The impairment losses and reversals are recognised in Statement of Profit and Loss.
ii. Impairment of Non-Financial Assets
The Company's non-financial assets are reviewed at each reporting date to determine whether there is any indication of impairment. For impairment testing, assets that do not generate independent cash inflows are grouped together into Cash-Generating Units (CGUs). Each CGU represents the smallest Company of assets that generates cash inflows that are largely independent of the cash inflows of other assets or CGUs. If any such indication exists the recoverable amount of an asset or CGU is estimated to determine the extent of impairment, if any. When it is not possible to estimate the recoverable amount of an individual asset, the Company estimates the recoverable amount of the CGU to which the asset belongs. An impairment loss is recognised in the Statement of Profit and Loss to the extent, asset's carrying amount exceeds its recoverable amount. The recoverable amount is higher of an asset's fair value less cost of disposal and value in use. Value in use is based on the estimated future cash flows, discounted to their present value using pre-tax discount rate that reflects current market assessments of the time value of money and risk specific to the assets. The impairment loss recognised in prior accounting period is reversed if there has been a change in the estimate of recoverable amount.

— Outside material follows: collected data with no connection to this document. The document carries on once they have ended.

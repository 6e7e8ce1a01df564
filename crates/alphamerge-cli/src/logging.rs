//! Log setup.
//!
//! `RUST_LOG` takes precedence; otherwise `-v` raises the level from
//! `warn` to `info`, `debug`, then `trace`. Logs go to stderr so stdout
//! only carries the result line.

use tracing::debug;
use tracing_subscriber::EnvFilter;

/// Maps the `-v` count to a default filter directive.
pub fn level_for(verbose: u8) -> &'static str {
    match verbose {
        0 => "warn",
        1 => "info",
        2 => "debug",
        _ => "trace",
    }
}

/// Installs the global subscriber.
///
/// A second call leaves the existing subscriber in place and reports that
/// through it.
pub fn init(verbose: u8) {
    let filter =
        EnvFilter::try_from_default_env().unwrap_or_else(|_| EnvFilter::new(level_for(verbose)));

    if let Err(e) = tracing_subscriber::fmt()
        .with_env_filter(filter)
        .with_writer(std::io::stderr)
        .with_target(false)
        .try_init()
    {
        debug!("keeping existing log subscriber: {}", e);
    }
}

#[cfg(test)]
mod tests {
    use super::*;

    #[test]
    fn test_level_for() {
        assert_eq!(level_for(0), "warn");
        assert_eq!(level_for(1), "info");
        assert_eq!(level_for(2), "debug");
        assert_eq!(level_for(3), "trace");
        assert_eq!(level_for(9), "trace");
    }

    #[test]
    fn test_init_twice_keeps_running() {
        init(0);
        init(3);
        tracing::info!("still logging");
    }
}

f) Foreign Currency Transactions
Foreign currency transactions are accounted for at the exchange rates prevailing at the date of the transaction. Gains and losses resulting from the settlement of such transactions and from the translation of monetary assets and liabilities denominated in foreign currencies are recognised in the Statement of Profit and Loss except to the extent of exchange differences which are regarded as an adjustment to interest costs on foreign currency borrowings that are directly attributable to the acquisition or construction of qualifying assets, are capitalized as cost of assets. Additionally, exchange gains or losses on foreign currency borrowings taken prior to 1st April, 2016 which are related to the acquisition or construction of qualifying assets are adjusted in the carrying cost of such assets.
g) Government Grants
Government grants are recognized where there is reasonable assurance that the grant will be received and all attached conditions will be complied with. When the grant relates to an expense item, it is recognized as income on a systematic basis over the periods that the related costs, for which it is intended to compensate, are expensed. When the grant relates to an asset, it is recognized as income in equal amounts over the expected useful life of the related asset.
h) Employee Benefits Post-Employment Benefits
(i) Defined Benefit Plans
For defined benefit retirement benefit plans, the cost of providing benefits is determined using the projected unit credit metod, with actuarial valuations being carried out at the end of each annual reporting period. Re-measurement, comprising actuarial gains and losses , of defined benefit plans in respect of post- employment are charged to the Other Comprehensive Income. The Company has an Employee Gratuity Fund managed by the Life Insurance Corporation of India. Liability with regards to long term employee benefits is provided for on the basis of actuarial valuation at the Balance sheet date.
(ii) Defined Contribution Plans
Retirement benefit in the form of contribution to Provident Fund is a defined contribution scheme and is charged to profit & loss account in the year when they become due.
(iii) Short Term Employee Benefits
Short - term compensated absences are provided for on the basis of estimates.